Superior neuroprotection in concussive head injury at hot environment by nanowired delivery of cerebrolysin with neprilysin combined with antibodies to amyloid beta peptide
CHI was inflicted by dropping a weight of 114.6 g from 20 cm height on the exposed parietal skull bone in rats either acclimatized at RT (21±1°C) or at HE (34°C for 4 h per day for 2 weeks in biological oxygen demand incubator (BOD, relative humidity 45-47 %, wind speed 20-25 cm/sec). HE alone did not result in BBB breakdown, edema formation or changes in AbP or tau levels. However, CHI in HE resulted in 250 to 285 % higher breakdown of the BBB to Evans blue albumin and radioiodine (-I) and neuronal, glial and axonal damage following identical CHI at RT after 24 trauma. The AbP and tau in CHI at HE increased by 3- to 6-fold in the CSF (control AbP 0.23±0.04; CHI-RT 0.82±0.05; CHI-HE 2.34±0.12 ng/ml); (Control tau 20±2; CHI-RT 34±6; CHI-HE 76±8 pg/ml). Nanodelivery of cerebrolysin (2.5 ml/kg, i.v.) together with 50 µl 1:20 AbP antibodies i.c.v. 4 h after CHI resulted in significant reductions in AbP levels and brain pathology in CHI at HE. Our innovation show better therapeutic avenues in treating exacerbation of brain damage following CHI at HE.
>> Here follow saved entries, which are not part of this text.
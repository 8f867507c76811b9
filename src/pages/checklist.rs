//! Checklist entry page
//!
//! Catalog load, live species search, the tally ledger, and the
//! submission gate. Position may be seeded from navigation parameters
//! (the map pin the user clicked to reach this page).

use crate::api::ApiClient;
use crate::models::SubmitChecklistRequest;
use crate::services::{SpeciesMatcher, TallyLedger};
use crate::validators::ChecklistForm;
use crate::Result;

/// View-model for the checklist entry page
#[derive(Debug)]
pub struct ChecklistPage {
    client: ApiClient,
    matcher: SpeciesMatcher,
    ledger: TallyLedger,
    form: ChecklistForm,
}

impl ChecklistPage {
    /// Construct over an already-loaded catalog
    pub fn new(client: ApiClient, catalog: Vec<String>) -> Self {
        Self {
            client,
            matcher: SpeciesMatcher::new(catalog),
            ledger: TallyLedger::new(),
            form: ChecklistForm::new(),
        }
    }

    /// Fetch the catalog and construct the page, seeding position from
    /// navigation parameters when present
    pub async fn load(client: ApiClient, position: Option<(String, String)>) -> Result<Self> {
        let catalog = client.get_species().await?;
        let mut page = Self::new(client, catalog);
        if let Some((lat, lng)) = position {
            page.form.lat = lat;
            page.form.lng = lng;
        }
        Ok(page)
    }

    pub fn form(&self) -> &ChecklistForm {
        &self.form
    }

    pub fn ledger(&self) -> &TallyLedger {
        &self.ledger
    }

    /// Keystroke in the search box
    pub fn set_query(&mut self, query: &str) {
        self.matcher.set_query(query);
    }

    pub fn matches(&self) -> &[String] {
        self.matcher.current_matches()
    }

    /// User picked a suggestion: tally it and reset the search box
    pub fn pick_species(&mut self, name: &str) {
        self.ledger.add(name);
        self.matcher.clear_query();
    }

    pub fn increment(&mut self, name: &str) {
        self.ledger.increment(name);
    }

    pub fn decrement(&mut self, name: &str) {
        self.ledger.decrement(name);
    }

    pub fn remove_species(&mut self, name: &str) {
        self.ledger.remove(name);
    }

    pub fn set_lat(&mut self, lat: &str) {
        self.form.lat = lat.to_string();
    }

    pub fn set_lng(&mut self, lng: &str) {
        self.form.lng = lng.to_string();
    }

    pub fn set_date(&mut self, date: &str) {
        self.form.date = date.to_string();
    }

    /// Keystroke in the duration field, run through the incremental filter
    pub fn set_duration(&mut self, raw: &str) {
        self.form.set_duration(raw);
    }

    /// Validate and submit the checklist.
    ///
    /// Validation failure aborts before any request is issued and leaves
    /// all state untouched. A remote failure or transport error leaves
    /// the ledger intact for retry. On confirmed success the ledger is
    /// cleared and date/duration reset (position retained).
    pub async fn submit(&mut self) -> Result<()> {
        self.form.validate()?;

        let request = SubmitChecklistRequest {
            lat: self.form.lat.clone(),
            lng: self.form.lng.clone(),
            date: self.form.date.clone(),
            duration: self.form.duration().to_string(),
            sightings: self.ledger.to_new_sightings(),
        };

        self.client.submit_checklist(&request).await?;

        self.ledger.clear();
        self.form.reset_after_submit();
        Ok(())
    }
}
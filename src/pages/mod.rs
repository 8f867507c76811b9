//! Per-page view-models
//!
//! Each page is an explicit view-model instance constructed at page
//! initialization and dropped on navigation; there is no ambient shared
//! state across pages. All state mutation happens in discrete calls from
//! the embedding event loop; network calls compose sequentially with
//! `.await`.

pub mod checklist;
pub mod edit_checklist;
pub mod home;
pub mod location;
pub mod my_checklists;
pub mod statistics;

pub use checklist::ChecklistPage;
pub use edit_checklist::EditChecklistPage;
pub use home::HomePage;
pub use location::{LocationPage, SpeciesStat};
pub use my_checklists::{ChecklistSummary, MyChecklistsPage};
pub use statistics::StatisticsPage;
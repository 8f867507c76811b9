//! "My checklists" page
//!
//! Lists the user's checklists sorted by observation date (newest first),
//! resolves per-checklist bird counts, and supports deletion with a
//! reload on success. Navigation to the edit page is the embedding
//! layer's job; this view-model only exposes the list.

use crate::api::ApiClient;
use crate::models::sighting::parse_date;
use crate::models::{BirdCount, Checklist};
use crate::Result;

/// One checklist with its resolved bird counts
#[derive(Debug, Clone)]
pub struct ChecklistSummary {
    pub checklist: Checklist,
    pub bird_counts: Vec<BirdCount>,
}

impl ChecklistSummary {
    /// Position for the per-checklist mini-map pin
    pub fn position(&self) -> Option<(f64, f64)> {
        match (self.checklist.lat, self.checklist.lng) {
            (Some(lat), Some(lng)) => Some((lat, lng)),
            _ => None,
        }
    }
}

/// View-model for the "my checklists" page
#[derive(Debug)]
pub struct MyChecklistsPage {
    client: ApiClient,
    checklists: Vec<ChecklistSummary>,
}

impl MyChecklistsPage {
    pub fn new(client: ApiClient) -> Self {
        Self {
            client,
            checklists: Vec::new(),
        }
    }

    pub fn checklists(&self) -> &[ChecklistSummary] {
        &self.checklists
    }

    /// Fetch the checklist list and resolve bird counts per checklist.
    /// Lookups run sequentially; a failed lookup leaves that checklist's
    /// counts empty rather than failing the whole page.
    pub async fn load(&mut self) -> Result<()> {
        let mut checklists = self.client.get_my_checklists().await?;
        sort_by_date_desc(&mut checklists);

        let mut summaries = Vec::with_capacity(checklists.len());
        for checklist in checklists {
            let bird_counts = match &checklist.sampling_event_id {
                Some(event_id) => match self.client.get_birds_by_event(event_id).await {
                    Ok(counts) => counts,
                    Err(e) => {
                        tracing::warn!(error = %e, "Failed to fetch birds for event");
                        Vec::new()
                    }
                },
                None => Vec::new(),
            };
            summaries.push(ChecklistSummary {
                checklist,
                bird_counts,
            });
        }

        self.checklists = summaries;
        Ok(())
    }

    /// Delete a checklist, then reload the list
    pub async fn delete(&mut self, checklist_id: i64) -> Result<()> {
        self.client.delete_checklist(checklist_id).await?;
        self.load().await
    }
}

/// Sort checklists by observation date, newest first. Dates that fail to
/// parse sort last.
pub fn sort_by_date_desc(checklists: &mut [Checklist]) {
    checklists.sort_by(|a, b| {
        let da = a.observation_date.as_deref().and_then(parse_date);
        let db = b.observation_date.as_deref().and_then(parse_date);
        db.cmp(&da)
    });
}

#[cfg(test)]
mod tests {
    use super::*;

    fn checklist(date: Option<&str>) -> Checklist {
        Checklist {
            id: None,
            sampling_event_id: None,
            lat: None,
            lng: None,
            observation_date: date.map(String::from),
            observation_time: None,
            observer_id: None,
            duration: None,
        }
    }

    #[test]
    fn sorts_newest_first_with_unparseable_dates_last() {
        let mut lists = vec![
            checklist(Some("2024-01-15")),
            checklist(None),
            checklist(Some("2024-06-01")),
        ];
        sort_by_date_desc(&mut lists);
        assert_eq!(lists[0].observation_date.as_deref(), Some("2024-06-01"));
        assert_eq!(lists[1].observation_date.as_deref(), Some("2024-01-15"));
        assert_eq!(lists[2].observation_date, None);
    }
}
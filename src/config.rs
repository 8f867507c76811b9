//! Configuration loading and server URL resolution

use crate::{Error, Result};
use std::path::PathBuf;

/// Environment variable consulted when no CLI argument is given
pub const SERVER_URL_ENV: &str = "BIRDAPP_SERVER_URL";

/// Compiled default server URL (local development server)
pub const DEFAULT_SERVER_URL: &str = "http://127.0.0.1:8000/BirdApp";

/// Server URL resolution priority order:
/// 1. Command-line argument (highest priority)
/// 2. `BIRDAPP_SERVER_URL` environment variable
/// 3. `server_url` key in the TOML config file
/// 4. Compiled default (fallback)
pub fn resolve_server_url(cli_arg: Option<&str>) -> String {
    // Priority 1: Command-line argument
    if let Some(url) = cli_arg {
        return url.trim_end_matches('/').to_string();
    }

    // Priority 2: Environment variable
    if let Ok(url) = std::env::var(SERVER_URL_ENV) {
        if !url.trim().is_empty() {
            return url.trim_end_matches('/').to_string();
        }
    }

    // Priority 3: TOML config file
    if let Ok(config_path) = config_file_path() {
        if let Ok(toml_content) = std::fs::read_to_string(&config_path) {
            if let Ok(config) = toml::from_str::<toml::Value>(&toml_content) {
                if let Some(url) = config.get("server_url").and_then(|v| v.as_str()) {
                    return url.trim_end_matches('/').to_string();
                }
            }
        }
    }

    // Priority 4: Compiled default
    DEFAULT_SERVER_URL.to_string()
}

/// Locate the per-user config file (`birdapp/config.toml` in the
/// platform config directory). Errors when the file does not exist.
fn config_file_path() -> Result<PathBuf> {
    let path = dirs::config_dir()
        .map(|d| d.join("birdapp").join("config.toml"))
        .ok_or_else(|| Error::Config("Could not determine config directory".to_string()))?;

    if path.exists() {
        Ok(path)
    } else {
        Err(Error::Config(format!("Config file not found: {:?}", path)))
    }
}

#[cfg(test)]
mod tests {
    use super::*;

    #[test]
    fn cli_argument_wins_and_trailing_slash_is_stripped() {
        let url = resolve_server_url(Some("http://example.org/BirdApp/"));
        assert_eq!(url, "http://example.org/BirdApp");
    }
}
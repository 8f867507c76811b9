//! Server URL resolution tests
//!
//! Uses the serial_test crate to prevent ENV variable race conditions:
//! tests that manipulate BIRDAPP_SERVER_URL are marked #[serial] so they
//! run sequentially, not in parallel.

use birdapp_ui::config::{resolve_server_url, DEFAULT_SERVER_URL, SERVER_URL_ENV};
use serial_test::serial;
use std::env;

#[test]
#[serial]
fn cli_argument_has_highest_priority() {
    env::set_var(SERVER_URL_ENV, "http://env.example.org/BirdApp");
    let url = resolve_server_url(Some("http://cli.example.org/BirdApp"));
    env::remove_var(SERVER_URL_ENV);
    assert_eq!(url, "http://cli.example.org/BirdApp");
}

#[test]
#[serial]
fn environment_variable_is_consulted_when_no_cli_argument() {
    env::set_var(SERVER_URL_ENV, "http://env.example.org/BirdApp/");
    let url = resolve_server_url(None);
    env::remove_var(SERVER_URL_ENV);
    assert_eq!(url, "http://env.example.org/BirdApp");
}

#[test]
#[serial]
fn blank_environment_variable_is_ignored() {
    env::set_var(SERVER_URL_ENV, "  ");
    let url = resolve_server_url(None);
    env::remove_var(SERVER_URL_ENV);
    // Falls through to the config file or compiled default; either way
    // a blank env var must not produce a blank URL
    assert!(!url.trim().is_empty());
}

#[test]
#[serial]
fn compiled_default_is_the_last_resort() {
    env::remove_var(SERVER_URL_ENV);
    let url = resolve_server_url(None);
    // A user config file may legitimately override the default; the
    // resolved URL must at least be non-empty and well-formed
    assert!(url.starts_with("http"));
    assert_eq!(DEFAULT_SERVER_URL, "http://127.0.0.1:8000/BirdApp");
}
Nanowired delivery of antibodies to tau and neuronal nitric oxide synthase with cerebrolysin reduced pathophysiology of Parkinson's disease after concussive had injury
PD like symptoms was produced in mice by administering 1-metyl-4-fenyl-1,2,3,6-tetrahydropyridin (MPTP, 20 mg/kg, i.p.) daily within 2-h intervals for 5 days in normal or following concussive head injury (CHI). CHI was inflicted by an impact of 0.224 N over the right parietal bone by dropping a weight of 114.6 g from 20 cm. On the 8th day brain pathology was examined. CHI exacerbated p-tau by 1.5 to 2.3 fold in the CSF and in the right and left hemispheres in PD as compared to uninjured PD group. CHI also enhanced greater expression of nNOS, neuronal or glial cell injuries in PD as compared to the uninjured PD group. TiO2 nanowired delivery of cerebrolysin (2.5 ml/kg, i.v.) together with monoclonal p-tau antibodies (phospho S396, 1:20, 30 µl, i.c.v.) with nNOS antibodies (EP1855Y, 1.20 40 µl, i.c.v.) into the left lateral cerebral ventricle 5 days after MPTP significantly reduced blood-brain barrier (BBB) disruption and edema formation in both hemispheres after CHI in PD as compared to CBL given alone. The p-tau levels and nNOS expression were also significantly reduced in the CSF and in brain after these combined treatments in PD following CHI indicating novel therapeutic measure in PD after CHI.